La conciencia de eternidad de la que habla Kierkegaard no sería la conciencia de una especie de infinitud celestial donde residen los gloriosos de la Divina Comedia, ni la creencia en Dios o en su eternidad, significaría más bien tener una mirada larga en el espacio y el tiempo, y hacerse cargo de toda la aventura humana. Dicho de otra manera: si de pronto evitásemos toda trascendencia y nos colocásemos en el ojo del huracán en el que se coloca Kierkegaard, que coincidiría con el momento de máxima desnudez existencial ante la crueldad de la vida, veríamos todavía mejor el significado de las construcciones humanas y su razón de ser. A decir verdad, todas las creaciones humanas, y especialmente las del espíritu, quieren ser puentes que nos permitan sortear el remolino oscuro y el vacío imposible de llenar. En realidad son frágiles pasarelas sobre el abismo, que nos han legado los muertos y que consiguen comunicarnos un cierto aliento de eternidad, un alargamiento del espacio y del tiempo: solo eso le da profundidad a la historia, que sería el lugar en el que moran los que se han ido.

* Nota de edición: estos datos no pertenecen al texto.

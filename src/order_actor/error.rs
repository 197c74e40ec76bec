use rust_decimal::Decimal;
use thiserror::Error;

use crate::actor_framework::FrameworkError;
use crate::domain::{OrderStatus, OrderTransition};
use crate::product_actor::ProductError;

/// Errors that can occur during order operations.
#[derive(Debug, Clone, Error, PartialEq)]
pub enum OrderError {
    #[error("Order not found: {0}")]
    NotFound(String),
    #[error("Invalid user: {0}")]
    InvalidUser(String),
    #[error("Invalid product: {0}")]
    InvalidProduct(String),
    #[error("Invalid quantity: {0}")]
    InvalidQuantity(i64),
    #[error("Invalid unit price: {0}")]
    InvalidPrice(Decimal),
    #[error("Order {order_id} has no line for product {product_id}")]
    ItemNotFound { order_id: String, product_id: String },
    #[error("Order {order_id} is {status:?} and can no longer be edited")]
    NotEditable { order_id: String, status: OrderStatus },
    #[error("Cannot {transition:?} order {order_id} while {from:?}")]
    InvalidTransition {
        order_id: String,
        from: OrderStatus,
        transition: OrderTransition,
    },
    #[error("Insufficient stock for {product_id}: requested {requested}, available {available}")]
    InsufficientStock {
        product_id: String,
        requested: u32,
        available: u32,
    },
    #[error("Line for {product_id} in order {order_id} changed concurrently")]
    Conflict { order_id: String, product_id: String },
    #[error("Inventory error: {0}")]
    Inventory(ProductError),
    #[error("Actor communication error: {0}")]
    ActorCommunicationError(String),
}

impl OrderError {
    /// Collapses the ways a request can fail to apply to an order (missing
    /// order, line or product, bad quantity, wrong status) into one signal.
    /// Stock shortages, conflicts and transport failures are not included.
    pub fn is_not_applicable(&self) -> bool {
        matches!(
            self,
            OrderError::NotFound(_)
                | OrderError::InvalidProduct(_)
                | OrderError::InvalidQuantity(_)
                | OrderError::ItemNotFound { .. }
                | OrderError::NotEditable { .. }
                | OrderError::InvalidTransition { .. }
        )
    }
}

impl From<FrameworkError> for OrderError {
    fn from(error: FrameworkError) -> Self {
        match error {
            FrameworkError::NotFound(id) => OrderError::NotFound(id),
            other => OrderError::ActorCommunicationError(other.to_string()),
        }
    }
}

impl From<ProductError> for OrderError {
    fn from(error: ProductError) -> Self {
        match error {
            ProductError::NotFound(id) => OrderError::InvalidProduct(id),
            ProductError::InsufficientStock {
                product_id,
                requested,
                available,
            } => OrderError::InsufficientStock {
                product_id,
                requested,
                available,
            },
            ProductError::InvalidQuantity(quantity) => OrderError::InvalidQuantity(quantity),
            ProductError::ActorCommunicationError(message) => {
                OrderError::ActorCommunicationError(message)
            }
            other => OrderError::Inventory(other),
        }
    }
}
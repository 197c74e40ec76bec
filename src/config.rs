//! Runtime settings, read from the environment.

use std::env;
use std::fmt;
use std::str::FromStr;

use chrono::TimeDelta;
use thiserror::Error;

pub const ACTOR_BUFFER: &str = "STOREFRONT_ACTOR_BUFFER";
pub const CONFLICT_RETRIES: &str = "STOREFRONT_CONFLICT_RETRIES";
pub const JWT_SECRET: &str = "STOREFRONT_JWT_SECRET";
pub const TOKEN_TTL_SECS: &str = "STOREFRONT_TOKEN_TTL_SECS";
pub const LOG_FILTER: &str = "STOREFRONT_LOG";

#[derive(Error, Debug, Clone, PartialEq)]
pub enum ConfigError {
    #[error("Environment variable '{0}' is required but not set")]
    MissingEnvVar(String),

    #[error("Failed to parse environment variable '{key}': {details}")]
    ParseError { key: String, details: String },
}

/// Helper to load an environment variable with a default value
pub fn env_or_default(key: &str, default: &str) -> String {
    env::var(key).unwrap_or_else(|_| default.to_string())
}

/// Helper to load an environment variable or return error
pub fn env_required(key: &str) -> Result<String, ConfigError> {
    env::var(key).map_err(|_| ConfigError::MissingEnvVar(key.to_string()))
}

fn env_parse<T>(key: &str, default: T) -> Result<T, ConfigError>
where
    T: FromStr,
    T::Err: fmt::Display,
{
    match env::var(key) {
        Ok(raw) => raw.trim().parse().map_err(|e: T::Err| ConfigError::ParseError {
            key: key.to_string(),
            details: e.to_string(),
        }),
        Err(_) => Ok(default),
    }
}

#[derive(Clone, PartialEq)]
pub struct SystemConfig {
    /// Mailbox size of every resource actor.
    pub actor_buffer: usize,
    /// How often a quantity change is retried after a concurrent edit.
    pub conflict_retries: u32,
    pub jwt_secret: String,
    pub token_ttl_secs: i64,
    /// Default `EnvFilter` directive when `RUST_LOG` is unset.
    pub log_filter: String,
}

impl fmt::Debug for SystemConfig {
    fn fmt(&self, f: &mut fmt::Formatter<'_>) -> fmt::Result {
        f.debug_struct("SystemConfig")
            .field("actor_buffer", &self.actor_buffer)
            .field("conflict_retries", &self.conflict_retries)
            .field("jwt_secret", &"<redacted>")
            .field("token_ttl_secs", &self.token_ttl_secs)
            .field("log_filter", &self.log_filter)
            .finish()
    }
}

impl SystemConfig {
    /// Defaults for everything except the signing secret.
    pub fn new(jwt_secret: impl Into<String>) -> Self {
        Self {
            actor_buffer: 32,
            conflict_retries: 3,
            jwt_secret: jwt_secret.into(),
            token_ttl_secs: 2 * 60 * 60,
            log_filter: "info".to_string(),
        }
    }

    pub fn from_env() -> Result<Self, ConfigError> {
        let defaults = Self::new(env_required(JWT_SECRET)?);

        let actor_buffer = env_parse(ACTOR_BUFFER, defaults.actor_buffer)?;
        if actor_buffer == 0 {
            return Err(ConfigError::ParseError {
                key: ACTOR_BUFFER.to_string(),
                details: "must be at least 1".to_string(),
            });
        }

        let token_ttl_secs = env_parse(TOKEN_TTL_SECS, defaults.token_ttl_secs)?;
        if token_ttl_secs <= 0 {
            return Err(ConfigError::ParseError {
                key: TOKEN_TTL_SECS.to_string(),
                details: "must be positive".to_string(),
            });
        }

        Ok(Self {
            actor_buffer,
            conflict_retries: env_parse(CONFLICT_RETRIES, defaults.conflict_retries)?,
            token_ttl_secs,
            log_filter: env_or_default(LOG_FILTER, &defaults.log_filter),
            jwt_secret: defaults.jwt_secret,
        })
    }

    pub fn token_ttl(&self) -> TimeDelta {
        TimeDelta::seconds(self.token_ttl_secs)
    }
}
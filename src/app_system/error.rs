use thiserror::Error;

use crate::access::AccessDenied;
use crate::config::ConfigError;
use crate::order_actor::OrderError;
use crate::product_actor::ProductError;
use crate::user_actor::UserError;

/// Top-level error for running the whole system.
#[derive(Debug, Error)]
pub enum SystemError {
    #[error(transparent)]
    Config(#[from] ConfigError),
    #[error(transparent)]
    Access(#[from] AccessDenied),
    #[error(transparent)]
    User(#[from] UserError),
    #[error(transparent)]
    Product(#[from] ProductError),
    #[error(transparent)]
    Order(#[from] OrderError),
    #[error("Actor task failed: {0}")]
    ActorTaskFailed(String),
}
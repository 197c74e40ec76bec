macro_rules! impl_client_methods {
    ($client_name:ident, $entity:ty, $error:ty, $entity_name_snake:ident) => {
        paste::paste! {
            impl $client_name {
                #[tracing::instrument(skip(self))]
                pub async fn [<get_ $entity_name_snake>](&self, id: String) -> Result<Option<$entity>, $error> {
                    tracing::debug!("Sending request");
                    self.inner.get(id).await
                }

                #[tracing::instrument(skip(self))]
                pub async fn [<list_ $entity_name_snake s>](&self) -> Result<Vec<$entity>, $error> {
                    tracing::debug!("Sending request");
                    self.inner.list($crate::actor_framework::Filter::all()).await
                }
            }
        }
    };
}

macro_rules! impl_client_new {
    ($client_name:ident, $entity:ty) => {
        impl $client_name {
            pub fn new(inner: $crate::actor_framework::ResourceClient<$entity>) -> Self {
                Self { inner }
            }
        }
    };
}

macro_rules! impl_basic_client {
    ($client_name:ident, $entity:ty, $error:ty, $entity_name_snake:ident) => {
        impl_client_new!($client_name, $entity);
        impl_client_methods!($client_name, $entity, $error, $entity_name_snake);
    };
}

Dos días antes del entierro de mi madre, la comarca donde se ubica el cementerio era un torbellino de humaredas que llegaban desbocadas desde el núcleo del incendio en la Sierra de la Culebra, hogar de lobos. Las llamas pasaban de un árbol a otro a velocidades desconocidas. Buscaban las encinas, abrasaban sus copas y seguían adelante, como si les hubiesen ordenado quemar toda la tierra y no estuviese permitido perder el tiempo. Mientras me iba acostumbrando a la atmósfera del duelo, recorrí parte de la sierra: los árboles carbonizados me rodeaban como féretros y en la comarca todos decían que el fuego había sido provocado. Ahora el hogar de los lobos lo quieren llenar de paneles solares; el paisaje será muy diferente, pero la tierra devastada que me salía al paso era la mejor para experimentar la desaparición de la que me precedió en la vida.

Da igual lo que ocurra con la figura de la madre, da igual que desaparezca como postulan los desmanteladores de estructuras. Todavía es una entidad soberana vinculada a la posesión (toda madre posee de algún modo a sus hijos), pero también está íntimamente relacionada con la protección. Su desaparición te deja sin frontera ante la infinita otredad, ante las inmensas conglomeraciones de vacío y de materia, y te obliga a experimentar esa profunda y definitiva soledad bajo las estrellas que atormentaba a Kierkegaard y que sería la mejor representación de la desnudez a la que me refiero. Otras catástrofes, con más muerte y destrucción, asolan ahora el levante español. Más allá de las omisiones, las farsas y las impudicias de la política, solo veo en las caras que sobrevivieron a la tragedia una desnudez existencial aún más profunda que la mía, y más trágica.